_Work to be completed_
Print every line of the data word for word.

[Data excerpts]
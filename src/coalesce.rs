use crate::{block::FreeBlock, heap::Heap, region::HeapSource};

impl<S: HeapSource> Heap<S> {
    /// Merges `block`, which must already be on the free list, with its free
    /// physical neighbours and returns the block that survives.
    ///
    /// ```text
    /// +------+-------+------+        +---------------------+
    /// | free | block | free |  --->  |        free         |
    /// +------+-------+------+        +---------------------+
    ///   prev           next            prev (survivor)
    /// ```
    ///
    /// The next block is absorbed first, then the previous block absorbs
    /// us. Both checks always run, so whatever the order blocks were freed
    /// in, a free run ends up as a single block starting at its lowest
    /// address.
    pub(crate) fn coalesce(&mut self, block: FreeBlock) -> FreeBlock {
        let next = self.next(block.block());

        if let Some(next) = self.as_free(next) {
            self.remove_free_block(next);

            let size = self.block_size(block.block()) + self.block_size(next.block());
            self.set_size(block.block(), size);
        }

        let Some(prev) = self.prev_free(block.block()) else {
            return block;
        };

        self.remove_free_block(block);

        let size = self.block_size(prev.block()) + self.block_size(block.block());
        self.set_size(prev.block(), size);

        prev
    }
}

#[cfg(test)]
mod tests {
    use crate::{
        block::{Block, FreeBlock, MIN_BLOCK_SIZE},
        config::HeapConfig,
        heap::Heap,
    };

    /// Three adjacent allocated blocks of the minimum size, followed by an
    /// allocated fence so nothing ever merges into the epilogue area.
    fn three_blocks() -> (Heap, [Block; 3]) {
        let mut heap = Heap::new(HeapConfig::new().with_max_heap_size(4096)).unwrap();
        let blocks = [
            heap.grow(MIN_BLOCK_SIZE).unwrap(),
            heap.grow(MIN_BLOCK_SIZE).unwrap(),
            heap.grow(MIN_BLOCK_SIZE).unwrap(),
        ];
        heap.grow(MIN_BLOCK_SIZE).unwrap();

        (heap, blocks)
    }

    fn release(heap: &mut Heap, block: Block) -> FreeBlock {
        let size = heap.block_size(block);
        let free = heap.mark_free(block, size);
        heap.insert_free_block(free);

        heap.coalesce(free)
    }

    #[test]
    fn lone_block_stays_put() {
        let (mut heap, blocks) = three_blocks();

        let survivor = release(&mut heap, blocks[1]);

        assert_eq!(survivor.block(), blocks[1]);
        assert_eq!(heap.block_size(blocks[1]), MIN_BLOCK_SIZE);
        assert_eq!(heap.free_list().count(), 1);
    }

    #[test]
    fn merges_with_next() {
        let (mut heap, blocks) = three_blocks();

        release(&mut heap, blocks[2]);
        let survivor = release(&mut heap, blocks[1]);

        assert_eq!(survivor.block(), blocks[1]);
        assert_eq!(heap.block_size(blocks[1]), MIN_BLOCK_SIZE * 2);
        assert_eq!(heap.footer(survivor), heap.header(blocks[1]));
        assert_eq!(heap.free_list().collect::<Vec<_>>(), vec![survivor]);
    }

    #[test]
    fn merges_with_prev() {
        let (mut heap, blocks) = three_blocks();

        release(&mut heap, blocks[0]);
        let survivor = release(&mut heap, blocks[1]);

        assert_eq!(survivor.block(), blocks[0]);
        assert_eq!(heap.block_size(blocks[0]), MIN_BLOCK_SIZE * 2);
        assert_eq!(heap.footer(survivor), heap.header(blocks[0]));
        assert_eq!(heap.free_list().collect::<Vec<_>>(), vec![survivor]);
    }

    #[test]
    fn merges_both_sides_into_the_lowest_block() {
        let (mut heap, blocks) = three_blocks();

        release(&mut heap, blocks[0]);
        release(&mut heap, blocks[2]);
        let survivor = release(&mut heap, blocks[1]);

        assert_eq!(survivor.block(), blocks[0]);
        assert_eq!(heap.block_size(blocks[0]), MIN_BLOCK_SIZE * 3);
        assert_eq!(heap.free_list().collect::<Vec<_>>(), vec![survivor]);
        // The fence learns that its predecessor is free now.
        assert_eq!(heap.prev_free(heap.next(blocks[0])), Some(survivor));
    }
}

_Output of the task_
filename src/coalesce.rs
use crate::{block::FreeBlock, heap::Heap, region::HeapSource};

impl<S: HeapSource> Heap<S> {
    /// Merges `block`, which must already be on the free list, with its free
    /// physical neighbours and returns the block that survives.
    ///
    /// ```text
    /// +------+-------+------+        +---------------------+
    /// | free | block | free |  --->  |        free         |
    /// +------+-------+------+        +---------------------+
    ///   prev           next            prev (survivor)
    /// ```
    ///
    /// The next block is absorbed first, then the previous block absorbs
    /// us. Both checks always run, so whatever the order blocks were freed
    /// in, a free run ends up as a single block starting at its lowest
    /// address.
    pub(crate) fn coalesce(&mut self, block: FreeBlock) -> FreeBlock {
        let next = self.next(block.block());

        if let Some(next) = self.as_free(next) {
            self.remove_free_block(next);

            let size = self.block_size(block.block()) + self.block_size(next.block());
            self.set_size(block.block(), size);
        }

        let Some(prev) = self.prev_free(block.block()) else {
            return block;
        };

        self.remove_free_block(block);

        let size = self.block_size(prev.block()) + self.block_size(block.block());
        self.set_size(prev.block(), size);

        prev
    }
}

#[cfg(test)]
mod tests {
    use crate::{
        block::{Block, FreeBlock, MIN_BLOCK_SIZE},
        config::HeapConfig,
        heap::Heap,
    };

    /// Three adjacent allocated blocks of the minimum size, followed by an
    /// allocated fence so nothing ever merges into the epilogue area.
    fn three_blocks() -> (Heap, [Block; 3]) {
        let mut heap = Heap::new(HeapConfig::new().with_max_heap_size(4096)).unwrap();
        let blocks = [
            heap.grow(MIN_BLOCK_SIZE).unwrap(),
            heap.grow(MIN_BLOCK_SIZE).unwrap(),
            heap.grow(MIN_BLOCK_SIZE).unwrap(),
        ];
        heap.grow(MIN_BLOCK_SIZE).unwrap();

        (heap, blocks)
    }

    fn release(heap: &mut Heap, block: Block) -> FreeBlock {
        let size = heap.block_size(block);
        let free = heap.mark_free(block, size);
        heap.insert_free_block(free);

        heap.coalesce(free)
    }

    #[test]
    fn lone_block_stays_put() {
        let (mut heap, blocks) = three_blocks();

        let survivor = release(&mut heap, blocks[1]);

        assert_eq!(survivor.block(), blocks[1]);
        assert_eq!(heap.block_size(blocks[1]), MIN_BLOCK_SIZE);
        assert_eq!(heap.free_list().count(), 1);
    }

    #[test]
    fn merges_with_next() {
        let (mut heap, blocks) = three_blocks();

        release(&mut heap, blocks[2]);
        let survivor = release(&mut heap, blocks[1]);

        assert_eq!(survivor.block(), blocks[1]);
        assert_eq!(heap.block_size(blocks[1]), MIN_BLOCK_SIZE * 2);
        assert_eq!(heap.footer(survivor), heap.header(blocks[1]));
        assert_eq!(heap.free_list().collect::<Vec<_>>(), vec![survivor]);
    }

    #[test]
    fn merges_with_prev() {
        let (mut heap, blocks) = three_blocks();

        release(&mut heap, blocks[0]);
        let survivor = release(&mut heap, blocks[1]);

        assert_eq!(survivor.block(), blocks[0]);
        assert_eq!(heap.block_size(blocks[0]), MIN_BLOCK_SIZE * 2);
        assert_eq!(heap.footer(survivor), heap.header(blocks[0]));
        assert_eq!(heap.free_list().collect::<Vec<_>>(), vec![survivor]);
    }

    #[test]
    fn merges_both_sides_into_the_lowest_block() {
        let (mut heap, blocks) = three_blocks();

        release(&mut heap, blocks[0]);
        release(&mut heap, blocks[2]);
        let survivor = release(&mut heap, blocks[1]);

        assert_eq!(survivor.block(), blocks[0]);
        assert_eq!(heap.block_size(blocks[0]), MIN_BLOCK_SIZE * 3);
        assert_eq!(heap.free_list().collect::<Vec<_>>(), vec![survivor]);
        // The fence learns that its predecessor is free now.
        assert_eq!(heap.prev_free(heap.next(blocks[0])), Some(survivor));
    }
}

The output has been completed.